What is expected -> Go through the entries below from the first line and output each one exactly, up to and including the line with "use std::path::Path;".

Data extract: Begin

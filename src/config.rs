//! Configuration management for llamachat
//!
//! This module handles loading, parsing, validating, and managing
//! configuration from files, environment variables, and CLI overrides.
//! Precedence is CLI over environment over file over defaults.

use crate::cli::{Cli, Commands};
use crate::error::{ChatError, Result};
use serde::{Deserialize, Serialize};
use std::path::Path;

/// Lowest temperature accepted by the completion endpoint
pub const MIN_TEMPERATURE: f32 = 0.0;

/// Highest temperature accepted by the completion endpoint
pub const MAX_TEMPERATURE: f32 = 2.0;

/// Main configuration structure for llamachat
#[derive(Debug, Clone, Default, Serialize, Deserialize)]
pub struct Config {
    /// Inference endpoint settings
    #[serde(default)]
    pub provider: ProviderConfig,
    /// Session database settings
    #[serde(default)]
    pub storage: StorageConfig,
    /// Interactive chat behaviour
    #[serde(default)]
    pub chat: ChatConfig,
}

/// OpenAI-compatible provider configuration
#[derive(Debug, Clone, Serialize, Deserialize)]
pub struct ProviderConfig {
    /// Host address (`ip:port`) of the inference server.
    ///
    /// Expanded to `http://{host}/v1`. Usually supplied through `LLAMACPP_IP`.
    #[serde(default)]
    pub host: Option<String>,

    /// Full API base URL; takes precedence over `host` when set
    #[serde(default)]
    pub base_url: Option<String>,

    /// Model name sent with every request
    #[serde(default = "default_model")]
    pub model: String,

    /// Bearer token; local servers accept any value
    #[serde(default = "default_api_key")]
    pub api_key: String,

    /// Sampling temperature (0.0 to 2.0)
    #[serde(default = "default_temperature")]
    pub temperature: f32,
}

fn default_model() -> String {
    "mistral-large-123b".to_string()
}

fn default_api_key() -> String {
    "fake".to_string()
}

fn default_temperature() -> f32 {
    1.0
}

impl Default for ProviderConfig {
    fn default() -> Self {
        Self {
            host: None,
            base_url: None,
            model: default_model(),
            api_key: default_api_key(),
            temperature: default_temperature(),
        }
    }
}

impl ProviderConfig {
    /// Resolve the API base URL
    ///
    /// # Errors
    ///
    /// Returns `ChatError::MissingHost` when neither `base_url` nor `host`
    /// is configured.
    ///
    /// # Examples
    ///
    /// ```
    /// use llamachat::config::ProviderConfig;
    ///
    /// let cfg = ProviderConfig {
    ///     host: Some("10.0.0.5:8080".to_string()),
    ///     ..Default::default()
    /// };
    /// assert_eq!(cfg.endpoint().unwrap(), "http://10.0.0.5:8080/v1");
    /// ```
    pub fn endpoint(&self) -> Result<String> {
        if let Some(base) = self.base_url.as_deref().filter(|b| !b.trim().is_empty()) {
            return Ok(base.trim_end_matches('/').to_string());
        }
        match self.host.as_deref().map(str::trim).filter(|h| !h.is_empty()) {
            Some(host) => Ok(format!("http://{}/v1", host)),
            None => Err(ChatError::MissingHost.into()),
        }
    }
}

/// Session database configuration
#[derive(Debug, Clone, Default, Serialize, Deserialize)]
pub struct StorageConfig {
    /// Explicit database file; defaults to the platform data directory
    #[serde(default)]
    pub db_path: Option<String>,
}

/// Interactive chat configuration
#[derive(Debug, Clone, Serialize, Deserialize)]
pub struct ChatConfig {
    /// Number of prompt characters used to title a fresh session
    #[serde(default = "default_title_length")]
    pub title_length: usize,

    /// Session count above which an archiving hint is shown
    #[serde(default = "default_large_session_warning")]
    pub large_session_warning: usize,
}

fn default_title_length() -> usize {
    7
}

fn default_large_session_warning() -> usize {
    100
}

impl Default for ChatConfig {
    fn default() -> Self {
        Self {
            title_length: default_title_length(),
            large_session_warning: default_large_session_warning(),
        }
    }
}

impl Config {
    /// Load configuration from file with environment and CLI overrides
    ///
    /// # Arguments
    ///
    /// * `path` - Path to the YAML configuration file
    /// * `cli` - CLI arguments for overrides
    ///
    /// # Errors
    ///
    /// Returns error if the file exists but cannot be read or parsed
    pub fn load(path: &str, cli: &Cli) -> Result<Self> {
        let mut config = if Path::new(path).exists() {
            Self::from_file(path)?
        } else {
            tracing::warn!("Config file not found at {}, using defaults", path);
            Self::default()
        };

        config.apply_env_vars();
        config.apply_cli_overrides(cli);

        Ok(config)
    }

    fn from_file(path: &str) -> Result<Self> {
        let contents = std::fs::read_to_string(path)
            .map_err(|e| ChatError::Config(format!("Failed to read config file: {}", e)))?;
        serde_yaml::from_str(&contents)
            .map_err(|e| ChatError::Config(format!("Failed to parse config: {}", e)).into())
    }

    fn apply_env_vars(&mut self) {
        if let Ok(host) = std::env::var("LLAMACPP_IP") {
            self.provider.host = Some(host);
        }

        if let Ok(base_url) = std::env::var("LLAMACHAT_BASE_URL") {
            self.provider.base_url = Some(base_url);
        }

        if let Ok(model) = std::env::var("LLAMACHAT_MODEL") {
            self.provider.model = model;
        }

        if let Ok(api_key) = std::env::var("LLAMACHAT_API_KEY") {
            self.provider.api_key = api_key;
        }

        if let Ok(temperature) = std::env::var("LLAMACHAT_TEMPERATURE") {
            if let Ok(value) = temperature.parse() {
                self.provider.temperature = value;
            } else {
                tracing::warn!("Invalid LLAMACHAT_TEMPERATURE: {}", temperature);
            }
        }

        if let Ok(db_path) = std::env::var("LLAMACHAT_DB") {
            tracing::debug!(db_path = %db_path, "Env override: LLAMACHAT_DB");
            self.storage.db_path = Some(db_path);
        }
    }

    fn apply_cli_overrides(&mut self, cli: &Cli) {
        if cli.verbose {
            tracing::debug!("Verbose mode enabled");
        }

        if let Some(db_path) = &cli.db_path {
            self.storage.db_path = Some(db_path.clone());
        }

        if let Commands::Chat {
            model, temperature, ..
        } = &cli.command
        {
            if let Some(model) = model {
                self.provider.model = model.clone();
            }
            if let Some(temperature) = temperature {
                self.provider.temperature = *temperature;
            }
        }
    }

    /// Validate the configuration
    ///
    /// # Errors
    ///
    /// Returns error if any value is outside its accepted range
    pub fn validate(&self) -> Result<()> {
        validate_temperature(self.provider.temperature)?;

        if self.provider.model.trim().is_empty() {
            return Err(ChatError::Config("provider.model cannot be empty".to_string()).into());
        }

        if self.chat.title_length == 0 {
            return Err(
                ChatError::Config("chat.title_length must be greater than 0".to_string()).into(),
            );
        }

        Ok(())
    }
}

/// Check that a temperature lies in `MIN_TEMPERATURE..=MAX_TEMPERATURE`
pub fn validate_temperature(temperature: f32) -> Result<()> {
    if !(MIN_TEMPERATURE..=MAX_TEMPERATURE).contains(&temperature) {
        return Err(ChatError::InvalidTemperature(temperature).into());
    }
    Ok(())
}

#[cfg(test)]
mod tests {
    use super::*;
    use clap::Parser;
    use serial_test::serial;

    fn cli(args: &[&str]) -> Cli {
        Cli::try_parse_from(args).expect("cli parse")
    }

    #[test]
    fn test_default_config() {
        let config = Config::default();
        assert_eq!(config.provider.model, "mistral-large-123b");
        assert_eq!(config.provider.api_key, "fake");
        assert_eq!(config.provider.temperature, 1.0);
        assert_eq!(config.chat.title_length, 7);
        assert_eq!(config.chat.large_session_warning, 100);
        assert!(config.storage.db_path.is_none());
    }

    #[test]
    fn test_config_validation_success() {
        assert!(Config::default().validate().is_ok());
    }

    #[test]
    fn test_config_validation_temperature_bounds() {
        let mut config = Config::default();
        config.provider.temperature = 2.0;
        assert!(config.validate().is_ok());
        config.provider.temperature = 0.0;
        assert!(config.validate().is_ok());
        config.provider.temperature = 2.1;
        assert!(config.validate().is_err());
        config.provider.temperature = -0.1;
        assert!(config.validate().is_err());
    }

    #[test]
    fn test_config_validation_empty_model() {
        let mut config = Config::default();
        config.provider.model = "  ".to_string();
        assert!(config.validate().is_err());
    }

    #[test]
    fn test_config_validation_zero_title_length() {
        let mut config = Config::default();
        config.chat.title_length = 0;
        assert!(config.validate().is_err());
    }

    #[test]
    fn test_endpoint_from_host() {
        let cfg = ProviderConfig {
            host: Some("127.0.0.1:8080".to_string()),
            ..Default::default()
        };
        assert_eq!(cfg.endpoint().unwrap(), "http://127.0.0.1:8080/v1");
    }

    #[test]
    fn test_endpoint_prefers_base_url() {
        let cfg = ProviderConfig {
            host: Some("127.0.0.1:8080".to_string()),
            base_url: Some("http://mock:9000/v1/".to_string()),
            ..Default::default()
        };
        assert_eq!(cfg.endpoint().unwrap(), "http://mock:9000/v1");
    }

    #[test]
    fn test_endpoint_missing_host() {
        let err = ProviderConfig::default().endpoint().unwrap_err();
        assert!(matches!(
            err.downcast_ref::<ChatError>(),
            Some(ChatError::MissingHost)
        ));
    }

    #[test]
    fn test_parse_yaml_with_partial_sections() {
        let yaml = r#"
provider:
  host: "10.1.1.1:8000"
  temperature: 0.4
chat:
  title_length: 12
"#;
        let config: Config = serde_yaml::from_str(yaml).expect("parse");
        assert_eq!(config.provider.host.as_deref(), Some("10.1.1.1:8000"));
        assert_eq!(config.provider.temperature, 0.4);
        assert_eq!(config.provider.model, "mistral-large-123b");
        assert_eq!(config.chat.title_length, 12);
        assert_eq!(config.chat.large_session_warning, 100);
    }

    #[test]
    #[serial]
    fn test_load_missing_file_uses_defaults() {
        std::env::remove_var("LLAMACHAT_MODEL");
        let config = Config::load("/nonexistent/config.yaml", &cli(&["llamachat", "chat"]))
            .expect("load");
        assert_eq!(config.provider.model, "mistral-large-123b");
    }

    #[test]
    #[serial]
    fn test_env_overrides() {
        std::env::set_var("LLAMACPP_IP", "192.168.1.10:8080");
        std::env::set_var("LLAMACHAT_MODEL", "qwen");
        std::env::set_var("LLAMACHAT_TEMPERATURE", "0.3");

        let config = Config::load("/nonexistent/config.yaml", &cli(&["llamachat", "chat"]))
            .expect("load");
        assert_eq!(config.provider.host.as_deref(), Some("192.168.1.10:8080"));
        assert_eq!(config.provider.model, "qwen");
        assert_eq!(config.provider.temperature, 0.3);

        std::env::remove_var("LLAMACPP_IP");
        std::env::remove_var("LLAMACHAT_MODEL");
        std::env::remove_var("LLAMACHAT_TEMPERATURE");
    }

    #[test]
    #[serial]
    fn test_invalid_env_temperature_is_ignored() {
        std::env::set_var("LLAMACHAT_TEMPERATURE", "warm");
        let config = Config::load("/nonexistent/config.yaml", &cli(&["llamachat", "chat"]))
            .expect("load");
        assert_eq!(config.provider.temperature, 1.0);
        std::env::remove_var("LLAMACHAT_TEMPERATURE");
    }

    #[test]
    #[serial]
    fn test_cli_overrides_env() {
        std::env::set_var("LLAMACHAT_MODEL", "from-env");
        let config = Config::load(
            "/nonexistent/config.yaml",
            &cli(&[
                "llamachat",
                "--db-path",
                "/tmp/x.db",
                "chat",
                "--model",
                "from-cli",
                "--temperature",
                "1.5",
            ]),
        )
        .expect("load");
        assert_eq!(config.provider.model, "from-cli");
        assert_eq!(config.provider.temperature, 1.5);
        assert_eq!(config.storage.db_path.as_deref(), Some("/tmp/x.db"));
        std::env::remove_var("LLAMACHAT_MODEL");
    }
}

Data extract: End

Exercise response ->
filename src/config.rs
//! Configuration management for llamachat
//!
//! This module handles loading, parsing, validating, and managing
//! configuration from files, environment variables, and CLI overrides.
//! Precedence is CLI over environment over file over defaults.

use crate::cli::{Cli, Commands};
use crate::error::{ChatError, Result};
use serde::{Deserialize, Serialize};
use std::path::Path;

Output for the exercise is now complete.